Work request: Reply with one number only: the count of lines below that contain the word "extra".

Dataset entries

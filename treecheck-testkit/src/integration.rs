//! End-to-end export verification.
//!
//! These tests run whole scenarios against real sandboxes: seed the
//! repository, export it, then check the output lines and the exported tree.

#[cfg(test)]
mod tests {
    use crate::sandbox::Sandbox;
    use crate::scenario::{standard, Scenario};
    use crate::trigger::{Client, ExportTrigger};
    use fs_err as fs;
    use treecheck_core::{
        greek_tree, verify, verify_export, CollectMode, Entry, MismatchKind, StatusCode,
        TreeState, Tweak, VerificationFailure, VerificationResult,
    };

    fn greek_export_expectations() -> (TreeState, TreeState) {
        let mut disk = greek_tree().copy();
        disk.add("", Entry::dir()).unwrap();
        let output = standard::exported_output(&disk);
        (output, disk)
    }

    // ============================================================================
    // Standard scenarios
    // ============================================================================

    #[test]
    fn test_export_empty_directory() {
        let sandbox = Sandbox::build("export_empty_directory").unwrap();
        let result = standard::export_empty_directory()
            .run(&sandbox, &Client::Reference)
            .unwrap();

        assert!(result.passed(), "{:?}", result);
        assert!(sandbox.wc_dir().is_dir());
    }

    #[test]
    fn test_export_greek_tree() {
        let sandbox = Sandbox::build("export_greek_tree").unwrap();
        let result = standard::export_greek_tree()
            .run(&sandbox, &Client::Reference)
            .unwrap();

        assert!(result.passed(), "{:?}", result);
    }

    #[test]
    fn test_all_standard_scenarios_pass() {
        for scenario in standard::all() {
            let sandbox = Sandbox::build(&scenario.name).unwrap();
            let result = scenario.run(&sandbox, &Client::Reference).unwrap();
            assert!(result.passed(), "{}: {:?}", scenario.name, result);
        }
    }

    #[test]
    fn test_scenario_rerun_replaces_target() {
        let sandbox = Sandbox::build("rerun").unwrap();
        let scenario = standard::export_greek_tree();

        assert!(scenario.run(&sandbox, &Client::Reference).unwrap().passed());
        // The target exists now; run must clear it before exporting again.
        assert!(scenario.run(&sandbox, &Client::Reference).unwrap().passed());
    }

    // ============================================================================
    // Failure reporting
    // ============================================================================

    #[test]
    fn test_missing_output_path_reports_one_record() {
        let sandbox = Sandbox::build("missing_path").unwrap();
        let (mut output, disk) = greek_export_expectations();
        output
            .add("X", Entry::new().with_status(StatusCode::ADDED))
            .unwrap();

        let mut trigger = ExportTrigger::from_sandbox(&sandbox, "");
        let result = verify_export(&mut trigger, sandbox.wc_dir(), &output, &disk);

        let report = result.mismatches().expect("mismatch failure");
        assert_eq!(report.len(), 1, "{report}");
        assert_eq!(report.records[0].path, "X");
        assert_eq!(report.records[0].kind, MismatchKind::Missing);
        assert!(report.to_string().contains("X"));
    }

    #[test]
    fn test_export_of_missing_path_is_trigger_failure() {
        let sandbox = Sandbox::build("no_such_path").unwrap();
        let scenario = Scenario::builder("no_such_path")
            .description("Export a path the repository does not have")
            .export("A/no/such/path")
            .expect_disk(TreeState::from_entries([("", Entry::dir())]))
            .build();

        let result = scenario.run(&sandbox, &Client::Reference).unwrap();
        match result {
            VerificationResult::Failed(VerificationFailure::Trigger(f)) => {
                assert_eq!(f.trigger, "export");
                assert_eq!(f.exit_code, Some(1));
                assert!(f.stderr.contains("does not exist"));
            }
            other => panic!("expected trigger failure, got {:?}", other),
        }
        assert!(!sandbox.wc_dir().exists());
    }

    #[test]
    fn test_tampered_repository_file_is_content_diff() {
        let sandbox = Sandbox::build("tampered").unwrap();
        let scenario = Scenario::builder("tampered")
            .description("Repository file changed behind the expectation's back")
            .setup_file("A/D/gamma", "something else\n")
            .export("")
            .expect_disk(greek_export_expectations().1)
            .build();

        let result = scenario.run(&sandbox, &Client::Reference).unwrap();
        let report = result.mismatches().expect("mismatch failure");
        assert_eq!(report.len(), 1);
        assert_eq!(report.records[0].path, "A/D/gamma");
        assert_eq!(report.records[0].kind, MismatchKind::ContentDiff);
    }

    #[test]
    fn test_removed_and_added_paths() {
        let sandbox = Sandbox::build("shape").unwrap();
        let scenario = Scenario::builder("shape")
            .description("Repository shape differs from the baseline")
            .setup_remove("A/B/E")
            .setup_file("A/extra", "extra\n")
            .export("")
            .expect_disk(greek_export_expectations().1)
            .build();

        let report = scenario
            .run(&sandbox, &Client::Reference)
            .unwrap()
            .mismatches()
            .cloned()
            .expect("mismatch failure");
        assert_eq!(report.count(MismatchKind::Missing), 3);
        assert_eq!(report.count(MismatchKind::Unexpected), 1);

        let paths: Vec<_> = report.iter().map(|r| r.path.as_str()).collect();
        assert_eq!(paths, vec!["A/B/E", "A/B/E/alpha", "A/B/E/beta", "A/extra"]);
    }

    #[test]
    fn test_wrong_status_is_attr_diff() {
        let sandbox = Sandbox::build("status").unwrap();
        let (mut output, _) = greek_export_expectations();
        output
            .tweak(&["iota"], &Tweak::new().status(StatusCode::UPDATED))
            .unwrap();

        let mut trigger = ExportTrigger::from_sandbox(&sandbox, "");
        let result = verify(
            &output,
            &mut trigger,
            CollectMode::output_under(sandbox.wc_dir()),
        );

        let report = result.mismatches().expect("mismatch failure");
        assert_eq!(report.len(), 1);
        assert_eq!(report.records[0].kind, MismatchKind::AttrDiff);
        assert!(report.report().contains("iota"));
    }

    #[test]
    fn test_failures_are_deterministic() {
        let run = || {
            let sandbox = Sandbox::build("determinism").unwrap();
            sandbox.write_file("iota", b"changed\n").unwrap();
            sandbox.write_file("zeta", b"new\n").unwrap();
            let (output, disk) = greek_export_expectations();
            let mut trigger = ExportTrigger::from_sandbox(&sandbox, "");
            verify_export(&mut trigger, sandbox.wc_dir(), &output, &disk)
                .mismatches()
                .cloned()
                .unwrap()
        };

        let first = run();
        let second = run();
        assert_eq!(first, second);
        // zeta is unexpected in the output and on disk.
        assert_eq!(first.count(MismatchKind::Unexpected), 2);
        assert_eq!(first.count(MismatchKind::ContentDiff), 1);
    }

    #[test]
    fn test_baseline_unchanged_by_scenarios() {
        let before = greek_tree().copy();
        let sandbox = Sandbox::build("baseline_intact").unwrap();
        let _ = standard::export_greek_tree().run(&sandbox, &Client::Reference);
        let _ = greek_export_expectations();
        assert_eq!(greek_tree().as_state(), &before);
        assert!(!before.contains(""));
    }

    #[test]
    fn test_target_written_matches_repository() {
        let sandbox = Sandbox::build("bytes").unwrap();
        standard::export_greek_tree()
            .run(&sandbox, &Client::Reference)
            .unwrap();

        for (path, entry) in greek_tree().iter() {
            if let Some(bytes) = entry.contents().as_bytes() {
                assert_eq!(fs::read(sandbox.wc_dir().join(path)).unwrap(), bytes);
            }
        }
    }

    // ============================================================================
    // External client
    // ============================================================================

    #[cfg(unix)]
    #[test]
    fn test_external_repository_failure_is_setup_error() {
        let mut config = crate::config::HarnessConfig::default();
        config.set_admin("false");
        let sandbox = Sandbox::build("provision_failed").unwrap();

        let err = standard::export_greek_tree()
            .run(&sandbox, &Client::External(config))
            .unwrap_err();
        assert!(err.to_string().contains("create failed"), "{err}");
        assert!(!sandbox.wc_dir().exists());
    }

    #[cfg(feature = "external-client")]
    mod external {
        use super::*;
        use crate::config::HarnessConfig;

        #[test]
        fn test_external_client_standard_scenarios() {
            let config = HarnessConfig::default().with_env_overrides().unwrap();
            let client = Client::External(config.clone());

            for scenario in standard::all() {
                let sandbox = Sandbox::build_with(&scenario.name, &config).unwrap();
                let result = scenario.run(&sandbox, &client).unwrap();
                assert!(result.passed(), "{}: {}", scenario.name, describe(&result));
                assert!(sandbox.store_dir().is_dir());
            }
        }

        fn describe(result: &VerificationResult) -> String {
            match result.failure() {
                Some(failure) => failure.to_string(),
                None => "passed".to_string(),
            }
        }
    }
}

Output for this task: 2